Specific Concepts for Understanding Physical Planetary Development and Structure

  • Creation – presentations of a range of creation stories from around the world, introduction to the three states of matter
  • Structure of the Earth – study of the physical structure of the Earth

Specific Concepts for Understanding Biological Development (Botany/Zoology)

  • The Coming of Life – presentation of the Timeline of Life story: reintroduction of different eras
  • The Coming of Humanity – examination of the mythological and religious ideas of the rise of humans on Earth, presentation of the vocabulary and developmental time frame of human evolution

Specific Concepts for Understanding the Development of Earth’s First Civilizations

  • The Fundamental  Needs of Humanity – physical and spiritual needs
  • Early Civilizations – broad presentation on the development of early civilizations
  • Civilizations/History – study on Greeks, Romans, Incans, and Mayans on a rotating basis

Specific Areas of Study for the Biological and Physical Sciences

The study of biological and physical sciences comes directly from the three states of matter: solid, liquid, and gas.

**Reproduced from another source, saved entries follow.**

fn opcode_is_npu(fb: &FlatBuffer, opcodes: Option<Vector>, index: u32) -> Result<bool> {
    let opcodes = match opcodes {
        Some(v) => v,
        None => return Ok(false),
    };
    if index as usize >= opcodes.len() {
        return Ok(false);
    }
    let code = fb.vector_table(opcodes, index as usize)?;
    Ok(fb.table_string(code, schema::OPCODE_CUSTOM_CODE)? == Some(NPU_CUSTOM_OP))
}

fn op_command_stream(
    fb: &FlatBuffer,
    subgraph: Table,
    op: Table,
    buffers: Option<Vector>,
) -> Result<Option<Range<usize>>> {
    let buffers = match buffers {
        Some(v) => v,
        None => return Ok(None),
    };
    let tensors = match fb.table_vector(subgraph, schema::SUBGRAPH_TENSORS, 4)? {
        Some(v) => v,
        None => return Ok(None),
    };
    let inputs = match fb.table_vector(op, schema::OP_INPUTS, 4)? {
        Some(v) => v,
        None => return Ok(None),
    };

    for i in 0..inputs.len() {
        let tensor_idx = fb.vector_i32(inputs, i)?;
        // Negative indices mark optional absent operands.
        if tensor_idx < 0 || tensor_idx as usize >= tensors.len() {
            continue;
        }
        let tensor = fb.vector_table(tensors, tensor_idx as usize)?;
        let buffer_idx = fb.table_u32(tensor, schema::TENSOR_BUFFER, 0)?;
        // Buffer 0 is the shared empty buffer for variable tensors.
        if buffer_idx == 0 || buffer_idx as usize >= buffers.len() {
            continue;
        }
        let buffer = fb.vector_table(buffers, buffer_idx as usize)?;
        if let Some(data) = fb.table_vector(buffer, schema::BUFFER_DATA, 1)? {
            if !data.is_empty() {
                return Ok(Some(fb.vector_byte_range(data)?));
            }
        }
    }
    Ok(None)
}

  • Solids – experiments in simple physics, properties of solids, skeletal/muscular systems, soil profiles, etc.
  • Liquids – experiments in simple chemistry, properties of liquids, water quality, water conservation, etc.
  • Gas – astronomy, properties of gasses, global wind patterns, Earth’s atmosphere, weather patterns, etc.


The art studio exploration for the 9- to 12-year-old child is geared towards strengthening creative problem-solving skills through both two-dimensional and three-dimensional spatial concepts. Through media experimentation, concepts are explored in more detail and sophistication. The studio atmosphere also encourages cooperative learning. The students will be exposed to a variety of media, including colored pencils, charcoal, graphite, chalk and oil pastels, watercolor, acrylic, and oils.

The projects explored in the art studio are primarily criteria based, with the application of specific skills and concepts as a goal. There is always room for individualism and creativity within a given assignment as each child is unique in his or her approach.

The Montessori approach strives to give children an awareness of the interconnected nature of their studies to the world around them. It is the goal of the art director to integrate his or her program into the core curriculum.


The goal of the music program is to install a joy of music by incorporating the following: exposure to all forms of music, singing, listening, ear-training, movement, instrument playing, and creativity with the use of drums, traditional rhythm instruments, and the recorder.


The Upper Elementary physical education program continues to build on the goal of instilling a love of movement and physical activity. Group activities that focus on gross motor skills, coordination, spatial relations, fitness, and strength are combined with advanced games utilizing equipment such as balls, flags, cones, paddles, racquets, and targets. Sportsmanship and competition are encouraged with core Montessori principles such as grace, courtesy, and respect in mind. Students continue to use the “PE Shelf,” which allows students to choose independent PE work.

School Hours for Upper Elementary (4th through 6th grade equivalent; approximately 9-12 years old): 8:10-8:30 a.m. drop-off; 3:30 p.m. pickup. After School is available until 5:30 p.m.